Computer vision is an interdisciplinary scientific and computer science field that uses everything from simple annotation tools to artificial intelligence (AI), machine learning (ML), neural networks, deep learning, and active learning platforms to produce a high-level and detailed understanding, analysis, interpretation, and pattern recognition within images and videos.
In other words, it’s a powerful and effective way to use computing power, software, and algorithms to make sense of images and videos. Computer vision helps us understand the content and context of images and videos across various sectors, use cases, and practical applications, such as healthcare, sports, manufacturing, security, and numerous others.
Now let’s dive into our glossary of 39 of the most important computer vision terms and definitions that impact video annotation and labeling projects.
39 Computer Vision Terms and Definitions You Need To Know
Computer vision models rely on accurate manual annotations during the training stage of a project. Whether AI (artificial intelligence) or machine learning-based (ML), computer vision models learn and interpret using the labels applied at the manual annotation stage.
Encord helps you label your data 6x faster, create active learning pipelines and accelerate your model development. Try it free for 14 days
Humans can see, interpret, and understand with our eyes and mind. Teaching computers to do the same is more complex, but generates better, more accurate results faster, especially when computer vision is combined with machine learning or AI.
Computer vision is a subset of artificial intelligence (AI), that produces meaningful outputs from images, videos, and other visual datasets.

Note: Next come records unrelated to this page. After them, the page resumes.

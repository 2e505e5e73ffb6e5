use crate::core::heart_rate::CandidateTag;
use crate::core::video::OpenError;
use thiserror::Error;

#[derive(Debug, Error)]
pub enum VitalsError {
    #[error("Acquisition failed: {0}")]
    Acquisition(#[from] OpenError),
    #[error("Insufficient frames: kept {kept}, need {required}")]
    InsufficientFrames { kept: usize, required: usize },
    #[error("Sampled window too short: {span_secs:.2}s, need {required_secs:.2}s")]
    WindowTooShort { span_secs: f64, required_secs: f64 },
    #[error("No usable ROI/channel (flat signal across candidates)")]
    FlatSignal,
    #[error(
        "No valid BPM in physiological range (AC={autocorr}, Goertzel={goertzel}, Peaks={peaks}) \
         best={candidate} score={score:.3}"
    )]
    OutOfRange {
        candidate: CandidateTag,
        score: f64,
        autocorr: u32,
        goertzel: u32,
        peaks: u32,
    },
    #[error("Degenerate input: {0}")]
    DegenerateInput(String),
}

impl VitalsError {
    /// Short machine-readable kind for the host app.
    pub fn kind(&self) -> &'static str {
        match self {
            VitalsError::Acquisition(_) => "AcquisitionFailure",
            VitalsError::InsufficientFrames { .. }
            | VitalsError::WindowTooShort { .. }
            | VitalsError::FlatSignal => "InsufficientSignal",
            VitalsError::OutOfRange { .. } => "OutOfRangeEstimate",
            VitalsError::DegenerateInput(_) => "DegenerateInput",
        }
    }
}
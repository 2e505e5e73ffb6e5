pub mod config;
pub mod error;
pub mod heart_rate;
pub mod respiration;
pub mod signal;
pub mod video;

pub use config::{
    ConfigError, HeartRateConfig, RespirationConfig, RespirationWindow, SamplingConfig,
};
pub use error::VitalsError;
use super::frame::Frame;
use crate::core::config::{FNV_OFFSET_BASIS, FNV_PRIME};

/// 中心小区域哈希去重器
///
/// 只对画面中心一小块（步长 5 的网格、绿色通道）计算 FNV-1a 风格哈希，
/// 与上一保留帧哈希相同即视为重复。这是近似相等过滤：中心区域以外的变化
/// 不参与比较，因此可能被当作重复丢弃。
#[derive(Debug, Default)]
pub struct FrameDeduplicator {
    last_kept_hash: Option<u64>,
    kept: usize,
    dropped: usize,
}

/// 去重决策结果
#[derive(Debug, Clone, Copy, PartialEq, Eq)]
pub enum DedupDecision {
    Keep(u64),
    Duplicate(u64),
}

impl DedupDecision {
    pub fn is_duplicate(&self) -> bool {
        matches!(self, DedupDecision::Duplicate(_))
    }
}

impl FrameDeduplicator {
    pub fn new() -> Self {
        Self::default()
    }

    /// 判断并记录：不同于上一保留帧则保留
    pub fn check(&mut self, frame: &Frame) -> DedupDecision {
        let hash = Self::quick_roi_hash(frame);
        if self.last_kept_hash == Some(hash) {
            self.dropped += 1;
            return DedupDecision::Duplicate(hash);
        }
        self.last_kept_hash = Some(hash);
        self.kept += 1;
        DedupDecision::Keep(hash)
    }

    pub fn kept(&self) -> usize {
        self.kept
    }

    pub fn dropped(&self) -> usize {
        self.dropped
    }

    pub fn clear(&mut self) {
        *self = Self::default();
    }

    /// 计算中心区域哈希
    pub fn quick_roi_hash(frame: &Frame) -> u64 {
        let (x0, y0, x1, y1) = Self::hash_region(frame.width, frame.height);

        let mut acc = FNV_OFFSET_BASIS;
        for y in (y0..=y1).step_by(5) {
            for x in (x0..=x1).step_by(5) {
                if let Some(g) = frame.green_at(x, y) {
                    acc = (acc ^ g as u64).wrapping_mul(FNV_PRIME);
                }
            }
        }
        acc
    }

    /// Inclusive bounds of the hashed sub-region.
    pub fn hash_region(width: u32, height: u32) -> (usize, usize, usize, usize) {
        let w = width as i64;
        let h = height as i64;
        let (cx, cy) = (w / 2, h / 2);
        let half = (w.min(h) / 16).max(10);

        let x0 = (cx - half).max(0);
        let x1 = (cx + half).min(w - 1).max(0);
        let y0 = (cy - half).max(0);
        let y1 = (cy + half).min(h - 1).max(0);
        (x0 as usize, y0 as usize, x1 as usize, y1 as usize)
    }
}

#[cfg(test)]
mod tests {
    use super::*;

    fn create_test_frame(width: u32, height: u32, fill: u8) -> Frame {
        Frame::filled(width, height, [fill, fill, fill], 0)
    }

    #[test]
    fn test_identical_frames_keep_one() {
        let mut dedup = FrameDeduplicator::new();
        let frame1 = create_test_frame(100, 100, 128);
        let frame2 = frame1.clone();

        assert!(!dedup.check(&frame1).is_duplicate());
        assert!(dedup.check(&frame2).is_duplicate());
        assert_eq!(dedup.kept(), 1);
        assert_eq!(dedup.dropped(), 1);
    }

    #[test]
    fn test_green_change_in_center_keeps() {
        let mut dedup = FrameDeduplicator::new();
        let frame1 = create_test_frame(100, 100, 100);
        let frame2 = create_test_frame(100, 100, 101);

        assert!(!dedup.check(&frame1).is_duplicate());
        assert!(!dedup.check(&frame2).is_duplicate());
        assert_eq!(dedup.kept(), 2);
    }

    #[test]
    fn test_change_outside_hash_region_is_deduplicated() {
        // 中心区域以外的变化不参与哈希，按预期会被丢弃
        let mut dedup = FrameDeduplicator::new();
        let frame1 = create_test_frame(100, 100, 100);
        let mut frame2 = frame1.clone();
        for x in 0..20 {
            frame2.set_rgb(x, 0, [255, 255, 255]);
        }

        dedup.check(&frame1);
        assert!(dedup.check(&frame2).is_duplicate());
    }

    #[test]
    fn test_red_and_blue_are_ignored() {
        let frame1 = Frame::filled(64, 64, [10, 90, 10], 0);
        let frame2 = Frame::filled(64, 64, [200, 90, 200], 0);
        assert_eq!(
            FrameDeduplicator::quick_roi_hash(&frame1),
            FrameDeduplicator::quick_roi_hash(&frame2)
        );
    }

    #[test]
    fn test_only_previous_kept_frame_is_compared() {
        let mut dedup = FrameDeduplicator::new();
        let a = create_test_frame(64, 64, 50);
        let b = create_test_frame(64, 64, 60);

        assert!(!dedup.check(&a).is_duplicate());
        assert!(!dedup.check(&b).is_duplicate());
        // A 再次出现：与上一保留帧 B 不同，保留
        assert!(!dedup.check(&a).is_duplicate());
    }

    #[test]
    fn test_hash_region_bounds() {
        // 100x100: half = max(10, 6) = 10
        assert_eq!(FrameDeduplicator::hash_region(100, 100), (40, 40, 60, 60));
        // 640x480: half = 30
        assert_eq!(FrameDeduplicator::hash_region(640, 480), (290, 210, 350, 270));
        // 小于区域的帧被裁剪
        assert_eq!(FrameDeduplicator::hash_region(8, 8), (0, 0, 7, 7));
    }

    #[test]
    fn test_empty_frame_hash_is_offset_basis() {
        let frame = Frame::new(0, 0, vec![], 0);
        assert_eq!(FrameDeduplicator::quick_roi_hash(&frame), FNV_OFFSET_BASIS);
    }

    #[test]
    fn test_clear() {
        let mut dedup = FrameDeduplicator::new();
        let frame = create_test_frame(32, 32, 10);
        dedup.check(&frame);
        dedup.clear();
        assert_eq!(dedup.kept(), 0);
        assert!(!dedup.check(&frame).is_duplicate());
    }
}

CV models need to be trained. With the right tools and algorithms, computer vision models make it possible for AI, ML, and other neural networks to see, interpret, and understand visual data, according to IBM.
COCO is a benchmarking dataset for computer vision models, the acronym for Common Objects in Context (COCO).
“COCO is a large-scale object detection, segmentation, and captioning dataset”, an open-source AI-based architecture supported by Microsoft, Facebook (Meta), and numerous AI companies.
Researchers and annotators use the COCO dataset for object detection and recognition against a broader context of background scenes, with 2.5 million labeled instances in 328,000 images. It’s ideal for recognition, context, understanding the gradient of an image, image segmentation, and detecting keypoints in human movement in videos.
YOLO means, “You Only Look Once”, a real-time object detection algorithm that processes fast-moving images and videos. YOLO is one of the most popular model architectures and detection algorithms used in computer vision models. YOLO helps annotators because it’s highly accurate with real-time processing tasks while maintaining a reasonable speed and a fast number of frames per second (FPS), and it can be used on numerous devices.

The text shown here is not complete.